Transport is one of the main determinants of air pollutant emissions in urban areas. Many studies have been carried out on air pollution from vehicles and air pollution damage to support transport policy development e.g., [28,32,36,48,49,50,51]. Often, simulation results show pollutant concentrations exceeding legal air quality standards [32,49]. The developed analysis structures are recommended to be used as auxiliary tools for public services specializing in the assessment of air pollution associated with road traffic. At the same time, the use of the results of these studies for decision-making and comparison of alternatives is limited, in addition to the complexity of assessing pollutant emissions from motor vehicles. Such problems are identifying and assessing natural damage, determining cause-and-effect relationships between pollution sources and possible (or observed) consequences, and assessing the specific damage per emission pollutant [4].
A truly sustainable urban transport network must be sustainable in all aspects, including economic, social, and environmental aspects. Determining the criteria for assessing the sustainability of an urban transport network and assessing the importance of these criteria is critical [52]. Based on data from 23 countries from 1990 to 2015, stringent environmental policies were found to have a negative impact on CO2, NOx, and SOx emissions and have little impact on PM2.5 emissions due to two possible reasons: first, the causes of PM2.5 are complex; second, the process of compiling the Composite Index of Environmental Policy Severity does not focus on PM2.5 restriction policies [53]. In other words, in order to make effective environmental decisions, a comprehensive analysis of the situation and differentiation of pollutant emissions according to their direct danger to the territory under consideration are important.
The influence of the situation analysis methodology on the decisions made and the consequences of their implementation is difficult to overestimate [3,5]. To improve the effectiveness of environmental protection in the territory, it is possible to increase the environmental assessment and the tax burden on pollutants, including through the import of institutions [54]. However, to achieve the goal of territorial sustainability, a reasonable analysis of the situation and an assessment of the consequences in the context of achieving this particular goal are necessary.
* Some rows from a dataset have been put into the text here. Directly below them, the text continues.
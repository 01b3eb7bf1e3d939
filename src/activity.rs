//! Folding the activity log into per-coin holding deltas

use crate::types::{ActivityDelta, ActivityEvent, ActivityKind, DeltaMap};

/// Orders events chronologically
///
/// Events without a date come first; ties keep their transaction id order
/// so the fold is deterministic across backends.
pub fn sort_chronologically(events: &mut [ActivityEvent]) {
    events.sort_by(|a, b| a.date.cmp(&b.date).then_with(|| a.tx_id.cmp(&b.tx_id)));
}

/// Folds an ordered sequence of events into deltas keyed by coin id
///
/// A buy adds its amount, a sell subtracts it and the running amount is
/// clamped at zero after every subtraction. Other kinds only register the
/// coin. The symbol of the first event seen for a coin is kept.
pub fn fold_activity<'a, I>(events: I) -> DeltaMap
where
    I: IntoIterator<Item = &'a ActivityEvent>,
{
    let mut deltas = DeltaMap::new();

    for event in events {
        let delta = deltas
            .entry(event.id.clone())
            .or_insert_with(|| ActivityDelta {
                symbol: event.symbol.clone(),
                amount: 0.0,
            });

        match event.kind {
            ActivityKind::Buy => delta.amount += event.amount,
            ActivityKind::Sell => delta.amount = (delta.amount - event.amount).max(0.0),
            ActivityKind::Transfer | ActivityKind::Other => {}
        }
    }

    deltas
}
//! Error types for the portfolio tracker SDK

use thiserror::Error;

/// Errors raised by data sources, the pricing service and the session API
#[derive(Debug, Error)]
pub enum RequestError {
    /// Required input was missing
    #[error("Validation error: {0}")]
    Validation(String),

    /// Network request failed
    #[error("Network error: {0}")]
    NetworkError(#[from] reqwest::Error),

    /// No response within the operation's time bound
    #[error("Request timeout")]
    Timeout,

    /// Server (or the offline book) reported an error payload
    #[error("API error: {0}")]
    ApiError(String),

    /// Response could not be decoded
    #[error("Invalid response: {0}")]
    InvalidResponse(String),

    /// Rate limit exceeded
    #[error("Rate limit exceeded")]
    RateLimitExceeded,

    /// Requested coin or record does not exist
    #[error("Not found: {0}")]
    NotFound(String),

    /// Key-value store failure
    #[error("Storage error: {0}")]
    Storage(#[from] StorageError),
}

impl RequestError {
    /// Creates a Validation error
    pub fn validation(msg: impl Into<String>) -> Self {
        Self::Validation(msg.into())
    }

    /// Creates an ApiError
    pub fn api(msg: impl Into<String>) -> Self {
        Self::ApiError(msg.into())
    }

    /// Creates an InvalidResponse error
    pub fn invalid_response(msg: impl Into<String>) -> Self {
        Self::InvalidResponse(msg.into())
    }

    /// Maps a transport failure, keeping client-side timeouts distinct
    pub fn from_transport(err: reqwest::Error) -> Self {
        if err.is_timeout() {
            Self::Timeout
        } else {
            Self::NetworkError(err)
        }
    }
}

/// Errors raised by key-value store implementations
#[derive(Debug, Error)]
pub enum StorageError {
    #[error("I/O error: {0}")]
    Io(#[from] std::io::Error),

    #[error("Serialization error: {0}")]
    Serialization(#[from] serde_json::Error),

    /// Stored data exists but cannot be read back; it must not be overwritten
    #[error("Stored data is unreadable: {0}")]
    Unreadable(String),
}

/// A dashboard panel that failed to refresh
///
/// The dashboard keeps rendering the previous contents of a failed panel,
/// so these are reported alongside the refreshed view rather than aborting it.
#[derive(Debug, Error)]
pub enum DashboardError {
    #[error("Failed to refresh market listing: {0}")]
    Market(#[source] RequestError),

    #[error("Failed to refresh global market stats: {0}")]
    Global(#[source] RequestError),

    #[error("Failed to refresh holdings: {0}")]
    Holdings(#[source] RequestError),
}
2.2. Theoretical Foundations for Assessing the EDFEP

The required environmental costs have posed, first of all, a number of difficult problems for economists in determining the effectiveness of environmental investments in an environment where monetary measurement of damage is often either difficult or impossible. In practice, the assessment of EDFEP is carried out in several main stages [39,41,42,43,45,47] as follows:
  • Determining the level of environmental pollution based on either actual concentration measurements or mass emissions of harmful substances;
  • Detection of pollution zones using the pollutant distribution model;
  • Collection of data characterizing the technogenic impact on the ecosystem and determining the relationship between the level of environmental pollution and public health [36,51], equipment wear, productivity of agriculture, forestry, and farms. The result of the third stage is the assessment of natural DFEP;
  • Assessment of EDFEP: calculation of costs for the elimination (including compensation) of negative consequences for the population, man-made objects, and natural objects.
Each stage of the assessment may have its own limitations and obstacles, especially in the conditions of a modern city, where many sources of pollution can be concentrated. Thus, for a relatively small number of sources of environmental pollution and the predictability of their functioning (for example, stationary sources), measuring the level of pollution and its forecast is a rather studied problem [39]. For the modern transport complex of a city, the solution (using common methods) to the problem of estimating the mass of emissions, the concentration of pollutants associated with them and identifying specific sources of pollution (causal relationships) is not always able to sufficiently reduce information constraints for making effective management decisions [4,31].
At the second stage, the addition of a developed environmental monitoring system to solve the problems of determining pollution zones will largely reduce the level of uncertainty. However, the complexity of determining cause-and-effect relationships will limit the effectiveness of managerial decisions. The perception of the road as a holistic source when determining the distribution of pollutants without differentiating cars and driver behavior (as a “black” box) limits the ability to compare different environmental alternatives.
Natural damage can be associated with many non-environmental factors and with many sources of pollution. Determining the impact of each is a difficult task. This task becomes more complicated when predictive values are needed to compare alternatives. In addition, large databases are needed to assess the effects of emissions (for more details, for example, see [36,51,55,56]).
In order to monetize assessments of the negative consequences of pollution within the framework of these and other approaches, an appropriate equivalent is selected, against which the cost of damage is determined. When conducting an economic assessment of the consequences of pollution, researchers are faced with the difficult task of determining social damage. The solution of this problem is associated with the statistical cost of living [44,57,58,59], the statistical cost of a year of life [60], assessment of liquidation and compensation of consequences (treatment costs, lost profits). The spread of estimates within the framework of the “statistical cost of living” approach, its criticism in general, and the many factors that influence the results of the assessment indicate the ambiguity of the approach and the need for its development [59,60,61,62,63].
Depending on the methods used to solve problems at each of the stages or, in general, to assess the DFEP, researchers may encounter various obstacles. Various methods partially overcome the problems. Indicators assigned by a volitional decision make it possible to influence the results of calculations of economic damage and reduce environmental protection to a subjective decision-making process at various levels of management [4].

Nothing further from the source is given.